---- Data listing
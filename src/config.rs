//! Typed configuration for model access and agent personas.
//!
//! Replaces the ad-hoc "config dict" pattern: every field is named and typed,
//! defaults are documented, and validation happens when the value is built,
//! not when it is first used.

use std::time::Duration;

use miette::Diagnostic;
use thiserror::Error;

/// Errors raised while building configuration values.
#[derive(Debug, Error, Diagnostic)]
pub enum ConfigError {
    #[error("model name must not be empty")]
    #[diagnostic(code(ragentic::config::empty_model))]
    EmptyModel,

    #[error("api key must not be empty")]
    #[diagnostic(code(ragentic::config::empty_api_key))]
    EmptyApiKey,

    #[error("timeout must be greater than zero")]
    #[diagnostic(code(ragentic::config::zero_timeout))]
    ZeroTimeout,

    #[error("environment variable {var} is not set")]
    #[diagnostic(
        code(ragentic::config::missing_env),
        help("Export the variable or add it to a .env file in the working directory.")
    )]
    MissingEnv { var: String },

    #[error("agent name must not be empty")]
    #[diagnostic(code(ragentic::config::empty_agent_name))]
    EmptyAgentName,
}

/// Access configuration for a hosted language or embedding model.
///
/// Validated at construction: the model and API key must be non-empty and the
/// timeout positive. Once built, an `LlmConfig` is immutable.
///
/// # Examples
///
/// ```
/// use ragentic::config::LlmConfig;
/// use std::time::Duration;
///
/// let config = LlmConfig::builder()
///     .model("text-embedding-3-small")
///     .api_key("sk-test")
///     .timeout(Duration::from_secs(30))
///     .build()
///     .unwrap();
///
/// assert_eq!(config.model(), "text-embedding-3-small");
/// ```
#[derive(Clone, Debug)]
pub struct LlmConfig {
    model: String,
    api_key: String,
    timeout: Duration,
    cache_seed: Option<u64>,
}

impl LlmConfig {
    /// Default request timeout when none is configured.
    pub const DEFAULT_TIMEOUT: Duration = Duration::from_secs(600);

    /// Start building a config.
    pub fn builder() -> LlmConfigBuilder {
        LlmConfigBuilder::default()
    }

    /// Build a config with the API key loaded from the environment.
    ///
    /// Reads `var` from the process environment, loading a `.env` file first
    /// if one is present.
    ///
    /// # Errors
    ///
    /// [`ConfigError::MissingEnv`] when the variable is unset, plus the usual
    /// construction errors for an empty model name.
    pub fn from_env(model: impl Into<String>, var: &str) -> Result<Self, ConfigError> {
        dotenvy::dotenv().ok();
        let api_key = std::env::var(var).map_err(|_| ConfigError::MissingEnv {
            var: var.to_string(),
        })?;
        Self::builder().model(model).api_key(api_key).build()
    }

    pub fn model(&self) -> &str {
        &self.model
    }

    pub fn api_key(&self) -> &str {
        &self.api_key
    }

    pub fn timeout(&self) -> Duration {
        self.timeout
    }

    /// Seed forwarded to providers that support response caching.
    pub fn cache_seed(&self) -> Option<u64> {
        self.cache_seed
    }
}

/// Builder for [`LlmConfig`].
#[derive(Debug)]
pub struct LlmConfigBuilder {
    model: Option<String>,
    api_key: Option<String>,
    timeout: Duration,
    cache_seed: Option<u64>,
}

impl Default for LlmConfigBuilder {
    fn default() -> Self {
        Self {
            model: None,
            api_key: None,
            timeout: LlmConfig::DEFAULT_TIMEOUT,
            cache_seed: None,
        }
    }
}

impl LlmConfigBuilder {
    #[must_use]
    pub fn model(mut self, model: impl Into<String>) -> Self {
        self.model = Some(model.into());
        self
    }

    #[must_use]
    pub fn api_key(mut self, api_key: impl Into<String>) -> Self {
        self.api_key = Some(api_key.into());
        self
    }

    /// Request timeout; defaults to [`LlmConfig::DEFAULT_TIMEOUT`].
    #[must_use]
    pub fn timeout(mut self, timeout: Duration) -> Self {
        self.timeout = timeout;
        self
    }

    #[must_use]
    pub fn cache_seed(mut self, seed: u64) -> Self {
        self.cache_seed = Some(seed);
        self
    }

    /// Validate and build the final config.
    pub fn build(self) -> Result<LlmConfig, ConfigError> {
        let model = self.model.unwrap_or_default();
        if model.trim().is_empty() {
            return Err(ConfigError::EmptyModel);
        }
        let api_key = self.api_key.unwrap_or_default();
        if api_key.trim().is_empty() {
            return Err(ConfigError::EmptyApiKey);
        }
        if self.timeout.is_zero() {
            return Err(ConfigError::ZeroTimeout);
        }
        Ok(LlmConfig {
            model,
            api_key,
            timeout: self.timeout,
            cache_seed: self.cache_seed,
        })
    }
}

/// Persona definition for a chat agent: a display name plus system prompt.
///
/// The name must be non-empty; the system message may be empty for proxy-style
/// agents that relay input verbatim.
#[derive(Clone, Debug, PartialEq, Eq)]
pub struct AgentProfile {
    name: String,
    system_message: String,
}

impl AgentProfile {
    /// Build a profile, validating the agent name.
    pub fn new(
        name: impl Into<String>,
        system_message: impl Into<String>,
    ) -> Result<Self, ConfigError> {
        let name = name.into();
        if name.trim().is_empty() {
            return Err(ConfigError::EmptyAgentName);
        }
        Ok(Self {
            name,
            system_message: system_message.into(),
        })
    }

    pub fn name(&self) -> &str {
        &self.name
    }

    pub fn system_message(&self) -> &str {
        &self.system_message
    }
}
--------
--- Aim of the exercise ---
Gather all lines of the records that include the word "plus".

--- Result for this task ---
    /// [`ConfigError::MissingEnv`] when the variable is unset, plus the usual
/// Persona definition for a chat agent: a display name plus system prompt.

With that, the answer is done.